== Information shown

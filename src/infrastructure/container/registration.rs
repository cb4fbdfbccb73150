//! 注册信息与类型擦除

use super::context::{DependencyMap, InjectionContext};
use super::{short_type_name, ContainerError, DiContainer, Lifecycle};
use parking_lot::RwLock;
use std::any::{Any, TypeId};
use std::collections::HashMap;
use std::sync::Arc;

/// 类型擦除后的实例，内部保存 `Arc<I>`，因此接口可以是 trait object
pub type ErasedInstance = Arc<dyn Any + Send + Sync>;

pub(crate) type ErasedFactory = Arc<
    dyn Fn(&DiContainer, &InjectionContext<'_>) -> Result<ErasedInstance, ContainerError>
        + Send
        + Sync,
>;

/// 把接口实例转换成另一种视图，用于 `resolve_all`
pub(crate) type ErasedView = Arc<dyn Fn(&ErasedInstance) -> Option<ErasedInstance> + Send + Sync>;

pub(crate) fn erase<I: ?Sized + Send + Sync + 'static>(instance: Arc<I>) -> ErasedInstance {
    Arc::new(instance)
}

pub(crate) fn unerase<I: ?Sized + Send + Sync + 'static>(
    erased: &ErasedInstance,
) -> Result<Arc<I>, ContainerError> {
    erased
        .downcast_ref::<Arc<I>>()
        .cloned()
        .ok_or_else(|| ContainerError::TypeMismatch {
            expected: short_type_name::<I>(),
            found: "<erased>".to_string(),
        })
}

/// 一条依赖注册
///
/// 预构建实例与工厂互斥，预构建实例必须是单例。
pub struct DependencyRegistration {
    pub(crate) interface: TypeId,
    pub interface_name: String,
    pub implementation_name: String,
    pub lifecycle: Lifecycle,
    pub is_mock: bool,
    pub dependencies: DependencyMap,
    pub(crate) instance: Option<(TypeId, ErasedInstance)>,
    pub(crate) factory: Option<ErasedFactory>,
    pub(crate) cached: RwLock<Option<ErasedInstance>>,
    pub(crate) views: RwLock<HashMap<TypeId, ErasedView>>,
    pub(crate) sequence: u64,
}

impl DependencyRegistration {
    pub fn new<I: ?Sized + Send + Sync + 'static>(lifecycle: Lifecycle) -> Self {
        let name = short_type_name::<I>();
        Self {
            interface: TypeId::of::<I>(),
            interface_name: name.clone(),
            implementation_name: name,
            lifecycle,
            is_mock: false,
            dependencies: DependencyMap::new(),
            instance: None,
            factory: None,
            cached: RwLock::new(None),
            views: RwLock::new(HashMap::new()),
            sequence: 0,
        }
    }

    pub fn with_instance<I: ?Sized + Send + Sync + 'static>(mut self, instance: Arc<I>) -> Self {
        self.instance = Some((TypeId::of::<I>(), erase(instance)));
        self
    }

    /// 工厂接收容器本身，可以继续解析其他依赖
    pub fn with_factory<I, F>(mut self, factory: F) -> Self
    where
        I: ?Sized + Send + Sync + 'static,
        F: Fn(&DiContainer) -> Result<Arc<I>, ContainerError> + Send + Sync + 'static,
    {
        self.factory = Some(Arc::new(
            move |container: &DiContainer, _ctx: &InjectionContext<'_>| {
                factory(container).map(erase)
            },
        ));
        self
    }

    pub fn with_implementation_name(mut self, name: impl Into<String>) -> Self {
        self.implementation_name = name.into();
        self
    }

    pub fn with_dependencies(mut self, dependencies: DependencyMap) -> Self {
        self.dependencies = dependencies;
        self
    }

    pub fn as_mock(mut self) -> Self {
        self.is_mock = true;
        self
    }

    pub(crate) fn with_erased_factory(mut self, factory: ErasedFactory) -> Self {
        self.factory = Some(factory);
        self
    }

    pub fn validate(&self) -> Result<(), ContainerError> {
        let invalid = |reason: &str| ContainerError::InvalidRegistration {
            type_name: self.interface_name.clone(),
            reason: reason.to_string(),
        };

        match (&self.instance, &self.factory) {
            (Some(_), Some(_)) => Err(invalid("cannot provide both an instance and a factory")),
            (None, None) => Err(invalid("either an instance or a factory is required")),
            (Some((type_id, _)), None) => {
                if *type_id != self.interface {
                    Err(invalid("instance type does not match the registered interface"))
                } else if self.lifecycle != Lifecycle::Singleton {
                    Err(invalid("pre-built instances must use the singleton lifecycle"))
                } else {
                    Ok(())
                }
            }
            (None, Some(_)) => Ok(()),
        }
    }

    /// 已缓存或预构建的实例
    pub(crate) fn cached_instance(&self) -> Option<ErasedInstance> {
        if let Some((_, instance)) = &self.instance {
            return Some(instance.clone());
        }
        self.cached.read().clone()
    }

    /// 保存单例，并发构造时保留先写入的实例
    pub(crate) fn store_instance(&self, instance: ErasedInstance) -> ErasedInstance {
        let mut cached = self.cached.write();
        match cached.as_ref() {
            Some(existing) => existing.clone(),
            None => {
                *cached = Some(instance.clone());
                instance
            }
        }
    }

    pub(crate) fn clear_cached(&self) {
        self.cached.write().take();
    }

    pub(crate) fn has_live_instance(&self) -> bool {
        self.instance.is_some() || self.cached.read().is_some()
    }

    pub(crate) fn view(&self, target: TypeId) -> Option<ErasedView> {
        self.views.read().get(&target).cloned()
    }
}

impl std::fmt::Debug for DependencyRegistration {
    fn fmt(&self, f: &mut std::fmt::Formatter<'_>) -> std::fmt::Result {
        f.debug_struct("DependencyRegistration")
            .field("interface", &self.interface_name)
            .field("implementation", &self.implementation_name)
            .field("lifecycle", &self.lifecycle)
            .field("is_mock", &self.is_mock)
            .field("dependencies", &self.dependencies.names())
            .finish()
    }
}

====

§ **Your task**
Of the lines in the data, report each one containing the string "super".

§ **Answer space**
use super::context::{DependencyMap, InjectionContext};
use super::{short_type_name, ContainerError, DiContainer, Lifecycle};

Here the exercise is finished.